[THE INPUT]

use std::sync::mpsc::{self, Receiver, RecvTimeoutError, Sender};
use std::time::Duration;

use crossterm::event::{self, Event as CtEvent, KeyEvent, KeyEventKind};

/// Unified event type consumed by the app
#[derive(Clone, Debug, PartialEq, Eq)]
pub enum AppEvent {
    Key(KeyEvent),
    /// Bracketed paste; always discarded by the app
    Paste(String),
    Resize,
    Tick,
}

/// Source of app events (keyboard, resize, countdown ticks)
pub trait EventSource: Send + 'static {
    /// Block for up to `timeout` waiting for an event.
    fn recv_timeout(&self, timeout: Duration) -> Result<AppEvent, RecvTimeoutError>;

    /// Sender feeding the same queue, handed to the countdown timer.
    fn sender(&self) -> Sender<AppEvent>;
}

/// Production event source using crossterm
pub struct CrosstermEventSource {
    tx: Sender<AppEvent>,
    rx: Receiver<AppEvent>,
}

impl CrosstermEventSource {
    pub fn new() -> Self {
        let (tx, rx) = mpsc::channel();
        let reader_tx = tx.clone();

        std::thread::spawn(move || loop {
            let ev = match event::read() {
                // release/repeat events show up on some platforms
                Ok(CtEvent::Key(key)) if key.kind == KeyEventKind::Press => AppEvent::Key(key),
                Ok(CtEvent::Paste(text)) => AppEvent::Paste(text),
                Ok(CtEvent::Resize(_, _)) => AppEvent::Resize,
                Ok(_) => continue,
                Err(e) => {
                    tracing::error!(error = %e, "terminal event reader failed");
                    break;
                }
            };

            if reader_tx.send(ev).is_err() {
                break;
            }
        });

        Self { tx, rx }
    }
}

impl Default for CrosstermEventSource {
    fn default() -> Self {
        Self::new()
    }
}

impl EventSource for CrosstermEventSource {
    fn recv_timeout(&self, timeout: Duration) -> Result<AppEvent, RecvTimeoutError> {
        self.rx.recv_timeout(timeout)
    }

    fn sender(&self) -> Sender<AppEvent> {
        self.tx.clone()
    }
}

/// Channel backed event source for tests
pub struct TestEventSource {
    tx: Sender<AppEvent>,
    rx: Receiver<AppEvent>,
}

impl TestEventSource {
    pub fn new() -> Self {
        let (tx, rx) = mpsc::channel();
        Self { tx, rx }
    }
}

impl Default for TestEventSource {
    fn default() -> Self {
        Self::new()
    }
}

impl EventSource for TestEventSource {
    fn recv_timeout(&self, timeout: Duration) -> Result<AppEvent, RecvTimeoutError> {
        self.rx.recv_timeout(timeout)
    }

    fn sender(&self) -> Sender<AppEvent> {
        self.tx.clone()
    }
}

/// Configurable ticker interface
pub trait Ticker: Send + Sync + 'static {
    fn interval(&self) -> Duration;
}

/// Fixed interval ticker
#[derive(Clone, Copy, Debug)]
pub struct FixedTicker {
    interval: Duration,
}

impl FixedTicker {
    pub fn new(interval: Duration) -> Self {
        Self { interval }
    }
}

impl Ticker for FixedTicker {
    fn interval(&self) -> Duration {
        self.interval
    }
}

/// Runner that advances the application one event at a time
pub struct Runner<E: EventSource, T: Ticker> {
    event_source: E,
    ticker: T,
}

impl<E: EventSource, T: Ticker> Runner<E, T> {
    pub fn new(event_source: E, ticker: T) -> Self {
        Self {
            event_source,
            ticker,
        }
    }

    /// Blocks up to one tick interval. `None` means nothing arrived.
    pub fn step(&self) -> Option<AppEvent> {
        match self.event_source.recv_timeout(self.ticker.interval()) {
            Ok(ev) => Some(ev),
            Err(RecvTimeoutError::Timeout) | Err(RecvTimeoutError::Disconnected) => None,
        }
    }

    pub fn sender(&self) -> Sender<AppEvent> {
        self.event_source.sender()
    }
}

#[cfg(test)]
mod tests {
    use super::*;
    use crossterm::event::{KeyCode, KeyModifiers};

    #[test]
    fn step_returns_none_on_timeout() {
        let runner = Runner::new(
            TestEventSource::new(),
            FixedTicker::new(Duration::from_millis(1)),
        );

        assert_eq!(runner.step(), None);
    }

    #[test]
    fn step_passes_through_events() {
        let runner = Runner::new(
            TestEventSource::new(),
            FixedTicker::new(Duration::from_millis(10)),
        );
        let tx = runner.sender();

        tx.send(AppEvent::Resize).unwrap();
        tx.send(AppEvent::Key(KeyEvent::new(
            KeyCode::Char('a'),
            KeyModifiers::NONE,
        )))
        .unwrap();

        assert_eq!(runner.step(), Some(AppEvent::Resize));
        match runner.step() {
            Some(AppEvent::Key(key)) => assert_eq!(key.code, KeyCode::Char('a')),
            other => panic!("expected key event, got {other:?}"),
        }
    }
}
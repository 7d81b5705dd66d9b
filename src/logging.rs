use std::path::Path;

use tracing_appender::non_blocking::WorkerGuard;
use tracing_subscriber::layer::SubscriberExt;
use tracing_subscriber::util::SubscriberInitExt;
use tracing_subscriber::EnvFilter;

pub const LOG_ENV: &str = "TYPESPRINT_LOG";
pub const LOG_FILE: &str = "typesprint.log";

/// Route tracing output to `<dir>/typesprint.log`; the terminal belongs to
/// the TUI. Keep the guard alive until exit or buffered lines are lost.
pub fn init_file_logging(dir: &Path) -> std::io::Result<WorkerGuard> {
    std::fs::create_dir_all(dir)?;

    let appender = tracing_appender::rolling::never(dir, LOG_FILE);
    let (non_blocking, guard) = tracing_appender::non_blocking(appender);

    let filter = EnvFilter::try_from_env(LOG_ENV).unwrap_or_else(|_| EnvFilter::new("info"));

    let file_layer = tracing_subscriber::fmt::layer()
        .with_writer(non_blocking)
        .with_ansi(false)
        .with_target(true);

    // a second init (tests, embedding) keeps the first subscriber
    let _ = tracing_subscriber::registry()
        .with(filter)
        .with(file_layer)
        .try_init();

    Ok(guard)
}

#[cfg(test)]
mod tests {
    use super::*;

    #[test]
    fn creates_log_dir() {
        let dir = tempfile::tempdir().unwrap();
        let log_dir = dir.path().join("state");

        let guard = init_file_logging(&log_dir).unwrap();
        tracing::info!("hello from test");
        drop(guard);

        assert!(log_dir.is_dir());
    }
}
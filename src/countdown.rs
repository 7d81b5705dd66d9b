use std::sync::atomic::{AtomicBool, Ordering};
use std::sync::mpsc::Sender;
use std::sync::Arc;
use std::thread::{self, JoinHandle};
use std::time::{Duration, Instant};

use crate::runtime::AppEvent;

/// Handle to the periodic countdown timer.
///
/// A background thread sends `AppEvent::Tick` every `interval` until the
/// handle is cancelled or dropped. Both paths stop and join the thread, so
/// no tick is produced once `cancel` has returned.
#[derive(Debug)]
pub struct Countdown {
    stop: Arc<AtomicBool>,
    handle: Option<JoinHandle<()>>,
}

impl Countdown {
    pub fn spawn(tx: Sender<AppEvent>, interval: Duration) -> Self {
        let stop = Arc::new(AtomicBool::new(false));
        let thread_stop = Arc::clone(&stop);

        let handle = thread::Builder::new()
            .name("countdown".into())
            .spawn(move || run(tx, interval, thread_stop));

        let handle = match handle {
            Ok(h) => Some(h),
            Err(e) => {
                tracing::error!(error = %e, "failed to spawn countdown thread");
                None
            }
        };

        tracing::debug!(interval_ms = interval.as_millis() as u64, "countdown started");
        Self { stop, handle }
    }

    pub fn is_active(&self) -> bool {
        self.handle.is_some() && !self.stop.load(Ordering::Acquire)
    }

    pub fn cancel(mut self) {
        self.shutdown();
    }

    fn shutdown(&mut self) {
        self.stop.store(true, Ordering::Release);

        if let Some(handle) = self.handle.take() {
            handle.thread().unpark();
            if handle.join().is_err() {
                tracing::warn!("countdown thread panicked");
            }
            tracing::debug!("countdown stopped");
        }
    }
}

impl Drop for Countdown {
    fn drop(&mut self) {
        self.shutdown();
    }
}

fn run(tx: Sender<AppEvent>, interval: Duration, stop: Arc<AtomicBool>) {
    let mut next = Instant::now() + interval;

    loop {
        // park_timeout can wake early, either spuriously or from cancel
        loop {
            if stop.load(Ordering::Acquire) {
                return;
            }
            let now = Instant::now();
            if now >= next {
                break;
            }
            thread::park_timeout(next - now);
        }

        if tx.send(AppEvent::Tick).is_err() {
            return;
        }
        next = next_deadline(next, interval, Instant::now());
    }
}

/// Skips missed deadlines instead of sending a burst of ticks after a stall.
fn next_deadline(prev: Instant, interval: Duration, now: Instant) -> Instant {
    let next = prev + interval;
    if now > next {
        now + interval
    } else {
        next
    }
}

[/THE INPUT]

▶ **WORK ITEM**:
Repeat exactly the lines above, starting with the first line of the records and finishing with the line holding "impl EventSource for CrosstermEventSource". Add no other line.

▶ **OUTPUT OF THE TASK**:
use std::sync::mpsc::{self, Receiver, RecvTimeoutError, Sender};
use std::time::Duration;

use crossterm::event::{self, Event as CtEvent, KeyEvent, KeyEventKind};

/// Unified event type consumed by the app
#[derive(Clone, Debug, PartialEq, Eq)]
pub enum AppEvent {
    Key(KeyEvent),
    /// Bracketed paste; always discarded by the app
    Paste(String),
    Resize,
    Tick,
}

/// Source of app events (keyboard, resize, countdown ticks)
pub trait EventSource: Send + 'static {
    /// Block for up to `timeout` waiting for an event.
    fn recv_timeout(&self, timeout: Duration) -> Result<AppEvent, RecvTimeoutError>;

    /// Sender feeding the same queue, handed to the countdown timer.
    fn sender(&self) -> Sender<AppEvent>;
}

/// Production event source using crossterm
pub struct CrosstermEventSource {
    tx: Sender<AppEvent>,
    rx: Receiver<AppEvent>,
}

impl CrosstermEventSource {
    pub fn new() -> Self {
        let (tx, rx) = mpsc::channel();
        let reader_tx = tx.clone();

        std::thread::spawn(move || loop {
            let ev = match event::read() {
                // release/repeat events show up on some platforms
                Ok(CtEvent::Key(key)) if key.kind == KeyEventKind::Press => AppEvent::Key(key),
                Ok(CtEvent::Paste(text)) => AppEvent::Paste(text),
                Ok(CtEvent::Resize(_, _)) => AppEvent::Resize,
                Ok(_) => continue,
                Err(e) => {
                    tracing::error!(error = %e, "terminal event reader failed");
                    break;
                }
            };

            if reader_tx.send(ev).is_err() {
                break;
            }
        });

        Self { tx, rx }
    }
}

impl Default for CrosstermEventSource {
    fn default() -> Self {
        Self::new()
    }
}

impl EventSource for CrosstermEventSource {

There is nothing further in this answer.